HO CHI MINH CITY, Vietnam — Archbishop Joseph Nguyen Nang of Ho Chi Minh City has encouraged people in his archdiocese, a COVID-19 epicenter, to cling to hope and support one another.
He said local people have been in lockdown for three months to contain the delta variant outbreak but remain at grave risk of infection, reported ucanews.com.
“Difficulties and challenges now are no longer just food and medical and financial supplies, but psychological and spiritual suffering because our loved ones are infected or have passed away hastily without immediate cremation. They will return in urns of their ashes,” he said.
The Center for Disease Control in Ho Chi Minh City reports an average of 241 deaths daily. Nang noted priests and religious have died of COVID-19, while many others have recovered.
Binh An Parish recorded 70 deaths during July and August, and many other parishes have 10-20 deaths. Many families have two or three dead relatives, while some families have no one left, ucanews.com reported.
“How can our hearts not ache when we witness these distressing scenes and see children left alone because their families died from COVID-19?” Nang asked. Ucanews.com reported he pledged priests and parishes will care for and bring up those who are orphaned by COVID-19.
Noting that if one member suffers, all members suffer, the archbishop said the local church is in communion with people bearing emotional and physical pain.
“We grieve and cry just as Jesus himself did when he stood before the coffin of the son of the widow of Nain and the tomb of Lazarus,” he said.
The archbishop urged people to send out this message: Do not lose hope. He quoted St. Paul: “Praise be to the God and father of our Lord Jesus Christ, the father of compassion and the God of all comfort, who comforts us in all our troubles, so that we can comfort those in any trouble with the comfort we ourselves receive from God.”
Nang said he and local priests celebrate daily Masses with special prayers for those who have died of COVID-19, and he said Catholic families should recite prayers for the dead.
The archbishop also asked local Catholics to do everything possible to make the message of hope come true by prayers, visits, consolation, encouragement, sympathy and aid. No one is disappointed by their indifference and ignorance.
“Our hope is anchored firmly and securely in the mystery of the cross and resurrection of Christ, and we are guaranteed to never be disappointed when we walk in the dark,” he said in his letter, posted Sept. 1.
Sister Mary Tran Ngoc Thao Linh, a member of Tan Viet Lovers of the Holy Cross died of COVID-19 Aug. 24. She was 32, ucanews.com reported.
In a letter to other nuns before her death, Sister Linh said the virus was the cross God offered her so that she wholeheartedly lived out her vocation of loving the cross. All people have their crosses to help them follow God and become holy.
“Thinking about life and death, I see that it is just the name of two different life forms. In fact, we never die, so I do not beg God to let me get well or live a long life,” she said.

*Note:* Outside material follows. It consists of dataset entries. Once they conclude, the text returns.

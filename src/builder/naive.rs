//! The quadratic oracle builder: insert every suffix of the
//! new sequence independently, always starting the descent back at the
//! root. No suffix links are read or written. Used only to cross-check the
//! two linear-time builders in the equivalence tests; never the default.

use std::hash::Hash;

use crate::node::ROOT;
use crate::symbol::{SequenceId, Symbol};
use crate::tree::SuffixTree;

pub(crate) fn build<Id, T>(tree: &mut SuffixTree<Id, T>, seq_id: SequenceId)
where
    Id: Clone + Eq + Hash,
    T: Symbol,
{
    let len = tree.sequences[seq_id].len();
    for start in 0..len {
        tree.scan_and_attach(ROOT, seq_id, start, start);
    }
}
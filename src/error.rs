//! Error types for the review scheduling and progression engine.
//!
//! Every failure here is a synchronous validation error surfaced to the
//! caller; the engine performs no I/O and never retries internally.

use thiserror::Error;

use crate::models::IntervalUnit;

#[derive(Debug, Clone, PartialEq, Error)]
pub enum EngineError {
    /// Quality rating outside the accepted 1..=4 range.
    #[error("invalid quality rating {0}, expected 1 (wrong) to 4 (easy)")]
    InvalidQuality(u8),

    /// An interval setting with a zero delay. Configuration is expected to
    /// be pre-sanitized; a zero value would produce a nonsensical schedule,
    /// so the scheduler refuses to run rather than clamping silently.
    #[error("invalid interval setting for {quality}: {value} {unit:?} is not a positive delay")]
    InvalidIntervalSetting {
        quality: &'static str,
        value: u32,
        unit: IntervalUnit,
    },

    /// Two catalog tables produced the same achievement id. This is a
    /// programmer error in the static tables, caught at catalog build time.
    #[error("duplicate achievement id '{0}' in generated catalog")]
    DuplicateAchievementId(String),

    /// An update tried to decrease a monotonic cumulative counter.
    #[error("counter regression: {counter} cannot go from {from} to {to}")]
    CounterRegression {
        counter: &'static str,
        from: u64,
        to: u64,
    },

    /// A review event arrived after every card in the session was consumed.
    #[error("session already completed, no cards left to review")]
    SessionExhausted,

    /// Session completion was requested while cards remain unreviewed.
    #[error("session still in progress, {remaining} card(s) left to review")]
    SessionIncomplete { remaining: usize },
}
//! Per-card scheduling state, due checks, and the card write record.

use chrono::{DateTime, NaiveDate, Utc};
use serde::{Deserialize, Serialize};

use super::intervals::{IntervalUnit, Quality};
use crate::scheduler::{DEFAULT_EASE_FACTOR, ScheduleUpdate};

/// Highest review level a card can reach.
pub const MAX_REVIEW_LEVEL: u8 = 5;

/// The scheduling subset of a flashcard record.
///
/// A freshly created card has no schedule (`interval` 0, `next_review`
/// absent) and is due immediately. The state is mutated exactly once per
/// review response via [`apply_review`](Self::apply_review).
#[derive(Clone, Debug, PartialEq, Serialize, Deserialize)]
pub struct CardSchedulingState {
    /// Last applied delay, in its own unit. 0 means never scheduled.
    pub interval: u32,
    pub interval_unit: IntervalUnit,
    pub ease_factor: f64,
    pub next_review: Option<DateTime<Utc>>,
    pub last_studied: Option<DateTime<Utc>>,
    pub times_studied: u32,
    pub correct_answers: u32,
    /// 0..=5, bumped only on correct responses.
    pub review_level: u8,
}

impl Default for CardSchedulingState {
    fn default() -> Self {
        Self {
            interval: 0,
            interval_unit: IntervalUnit::Days,
            ease_factor: DEFAULT_EASE_FACTOR,
            next_review: None,
            last_studied: None,
            times_studied: 0,
            correct_answers: 0,
            review_level: 0,
        }
    }
}

impl CardSchedulingState {
    pub fn new() -> Self {
        Self::default()
    }

    /// Current interval converted to (fractional) days.
    pub fn current_days(&self) -> f64 {
        self.interval_unit.as_days(self.interval)
    }

    /// Full-timestamp due check: due when never reviewed or past due.
    pub fn is_due(&self, now: DateTime<Utc>) -> bool {
        self.next_review.is_none_or(|due| due <= now)
    }

    /// Day-granularity due check for "due today" views: both sides are
    /// truncated to calendar dates before comparing.
    pub fn is_due_on(&self, date: NaiveDate) -> bool {
        self.next_review.is_none_or(|due| due.date_naive() <= date)
    }

    /// Folds a scheduler result into the card and bumps the study counters:
    /// `times_studied` always, `correct_answers` and `review_level` (capped
    /// at [`MAX_REVIEW_LEVEL`]) only on a correct response.
    pub fn apply_review(&mut self, update: &ScheduleUpdate, quality: Quality, now: DateTime<Utc>) {
        self.interval = update.interval;
        self.interval_unit = update.interval_unit;
        self.ease_factor = update.ease_factor;
        self.next_review = Some(update.next_review);
        self.last_studied = Some(now);
        self.times_studied += 1;
        if quality.is_correct() {
            self.correct_answers += 1;
            self.review_level = (self.review_level + 1).min(MAX_REVIEW_LEVEL);
        }
    }
}

/// Partial update for one card record, emitted once per review for the
/// external entity store to persist. Writes for a single card must be
/// applied in review order; writes for different cards are independent.
#[derive(Clone, Debug, PartialEq, Serialize, Deserialize)]
pub struct CardWrite {
    pub card_id: String,
    pub interval: u32,
    pub interval_unit: IntervalUnit,
    pub ease_factor: f64,
    pub next_review: DateTime<Utc>,
    pub times_studied: u32,
    pub correct_answers: u32,
    pub review_level: u8,
    pub last_studied: DateTime<Utc>,
}

impl CardWrite {
    /// Snapshot of an already-updated card state. Only valid after
    /// [`CardSchedulingState::apply_review`] has run at least once.
    pub(crate) fn from_state(card_id: &str, state: &CardSchedulingState, now: DateTime<Utc>) -> Self {
        Self {
            card_id: card_id.to_owned(),
            interval: state.interval,
            interval_unit: state.interval_unit,
            ease_factor: state.ease_factor,
            next_review: state.next_review.unwrap_or(now),
            times_studied: state.times_studied,
            correct_answers: state.correct_answers,
            review_level: state.review_level,
            last_studied: state.last_studied.unwrap_or(now),
        }
    }
}

/// Aggregate statistics over a card collection, for dashboard-style views.
#[derive(Clone, Debug, Default, PartialEq, Serialize)]
pub struct CollectionStats {
    pub total: usize,
    /// Cards studied at least once.
    pub studied: usize,
    pub total_answers: u64,
    pub correct_answers: u64,
    /// Cards due at `now` under the full-timestamp policy.
    pub due_now: usize,
}

impl CollectionStats {
    pub fn from_cards(cards: &[CardSchedulingState], now: DateTime<Utc>) -> Self {
        let mut stats = Self {
            total: cards.len(),
            ..Self::default()
        };
        for card in cards {
            if card.times_studied > 0 {
                stats.studied += 1;
            }
            stats.total_answers += u64::from(card.times_studied);
            stats.correct_answers += u64::from(card.correct_answers);
            if card.is_due(now) {
                stats.due_now += 1;
            }
        }
        stats
    }

    /// Share of correct answers, 0..=100. Zero when nothing was answered.
    pub fn accuracy(&self) -> f64 {
        if self.total_answers == 0 {
            0.0
        } else {
            self.correct_answers as f64 / self.total_answers as f64 * 100.0
        }
    }
}

#[cfg(test)]
mod tests {
    use super::*;
    use chrono::TimeZone;

    fn at(y: i32, m: u32, d: u32, h: u32) -> DateTime<Utc> {
        Utc.with_ymd_and_hms(y, m, d, h, 0, 0).unwrap()
    }

    #[test]
    fn test_new_card_is_due() {
        let card = CardSchedulingState::new();
        assert!(card.is_due(at(2024, 1, 1, 0)));
        assert!(card.is_due_on(at(2024, 1, 1, 0).date_naive()));
        assert_eq!(card.ease_factor, 2.5);
    }

    #[test]
    fn test_full_timestamp_due_check() {
        let card = CardSchedulingState {
            next_review: Some(at(2024, 3, 10, 15)),
            ..CardSchedulingState::new()
        };

        assert!(!card.is_due(at(2024, 3, 10, 14)));
        assert!(card.is_due(at(2024, 3, 10, 15)));
        assert!(card.is_due(at(2024, 3, 11, 0)));
    }

    #[test]
    fn test_day_granularity_due_check() {
        let card = CardSchedulingState {
            next_review: Some(at(2024, 3, 10, 15)),
            ..CardSchedulingState::new()
        };

        // Same calendar day counts as due even before the exact time.
        assert!(card.is_due_on(at(2024, 3, 10, 8).date_naive()));
        assert!(!card.is_due_on(at(2024, 3, 9, 23).date_naive()));
    }

    #[test]
    fn test_review_level_caps_at_five() {
        let mut card = CardSchedulingState {
            review_level: 5,
            times_studied: 9,
            correct_answers: 7,
            ..CardSchedulingState::new()
        };
        let update = ScheduleUpdate {
            interval: 6,
            interval_unit: IntervalUnit::Days,
            ease_factor: 2.5,
            next_review: at(2024, 3, 16, 12),
        };

        card.apply_review(&update, Quality::Easy, at(2024, 3, 10, 12));

        assert_eq!(card.review_level, 5);
        assert_eq!(card.times_studied, 10);
        assert_eq!(card.correct_answers, 8);
        assert_eq!(card.last_studied, Some(at(2024, 3, 10, 12)));
    }

    #[test]
    fn test_wrong_answer_only_bumps_times_studied() {
        let mut card = CardSchedulingState::new();
        let update = ScheduleUpdate {
            interval: 1,
            interval_unit: IntervalUnit::Days,
            ease_factor: 2.5,
            next_review: at(2024, 3, 11, 12),
        };

        card.apply_review(&update, Quality::Wrong, at(2024, 3, 10, 12));

        assert_eq!(card.times_studied, 1);
        assert_eq!(card.correct_answers, 0);
        assert_eq!(card.review_level, 0);
    }

    #[test]
    fn test_collection_stats() {
        let now = at(2024, 3, 10, 12);
        let cards = vec![
            // Never reviewed: due.
            CardSchedulingState::new(),
            // Studied, due in the future.
            CardSchedulingState {
                next_review: Some(at(2024, 3, 20, 12)),
                times_studied: 4,
                correct_answers: 3,
                ..CardSchedulingState::new()
            },
            // Studied, overdue.
            CardSchedulingState {
                next_review: Some(at(2024, 3, 1, 12)),
                times_studied: 6,
                correct_answers: 2,
                ..CardSchedulingState::new()
            },
        ];

        let stats = CollectionStats::from_cards(&cards, now);
        assert_eq!(stats.total, 3);
        assert_eq!(stats.studied, 2);
        assert_eq!(stats.total_answers, 10);
        assert_eq!(stats.correct_answers, 5);
        assert_eq!(stats.due_now, 2);
        assert_eq!(stats.accuracy(), 50.0);
    }

    #[test]
    fn test_accuracy_with_no_answers() {
        assert_eq!(CollectionStats::default().accuracy(), 0.0);
    }
}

If walking on a journey, what the traveler wants most is to be able to reach the destination as soon as possible, the nun said.
“If death comes early, it’s probably a good thing. Although death is not our destination, it is a sign that we are very close to it,” she said.
On Sept. 2, the Center for Disease Control in Ho Chi Minh City reported that more than 91,000 COVID-19 patients were being given medical treatment in their homes, 21,000 others were in quarantine centers and more than 40,000 were hospitalized.
Some 6.2 million people in the commercial hub of 9 million have been vaccinated but only 350,384 are fully inoculated.
The city plans to provide humanitarian aid to 4.5 million people affected by the outbreak in the coming months.